Iron Range Township was a township in Itasca County, Minnesota, United States. The population was 649 at the 2010 census.

The township was annexed by the city of Taconite effective January 1, 2013.

Iron Range Township was named for the local iron mining industry.

==Geography==
According to the United States Census Bureau, the township has a total area of 28.9 sqmi, of which 27.2 sqmi is land and 1.8 sqmi, or 6.05%, is water.

==Demographics==
As of the census of 2000, there were 651 people, 258 households, and 175 families residing in the township. The population density was 24.0 PD/sqmi. There were 314 housing units at an average density of 11.6 /sqmi. The racial makeup of the township was 97.24% White, 0.15% Native American, 0.31% Asian, 0.31% Pacific Islander, 0.15% from other races, and 1.84% from two or more races. Hispanic or Latino of any race were 0.15% of the population.

There were 258 households, out of which 32.6% had children under the age of 18 living with them, 55.0% were married couples living together, 7.8% had a female householder with no husband present, and 31.8% were non-families. 26.7% of all households were made up of individuals, and 14.0% had someone living alone who was 65 years of age or older. The average household size was 2.52 and the average family size was 2.99.

In the township the population was spread out, with 26.4% under the age of 18, 8.1% from 18 to 24, 30.1% from 25 to 44, 20.0% from 45 to 64, and 15.4% who were 65 years of age or older. The median age was 37 years. For every 100 females, there were 93.2 males. For every 100 females age 18 and over, there were 93.9 males.
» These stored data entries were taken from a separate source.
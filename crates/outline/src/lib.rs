//! Post-processing of generated text into mind maps.
//!
//! [`aggregate`] stitches per-chunk generations back together, and the
//! structurers turn the result into either a nested [`MindmapNode`] tree or a
//! leveled Markdown document.

pub mod aggregate;
pub mod line;
pub mod markdown;
pub mod tree;

pub use aggregate::{aggregate, AggregateOptions};
pub use line::{classify, Line, LineKind};
pub use markdown::render_markdown;
pub use tree::{build_tree, DroppedLine, MindmapNode, Structured};

/// Title of the root node when the caller supplies none.
pub const DEFAULT_ROOT_TITLE: &str = "Main Topic";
The median income for a household in the township was $35,000, and the median income for a family was $46,750. Males had a median income of $37,344 versus $20,417 for females. The per capita income for the township was $16,384. About 9.7% of families and 15.0% of the population were below the poverty line, including 22.5% of those under age 18 and 5.4% of those age 65 or over.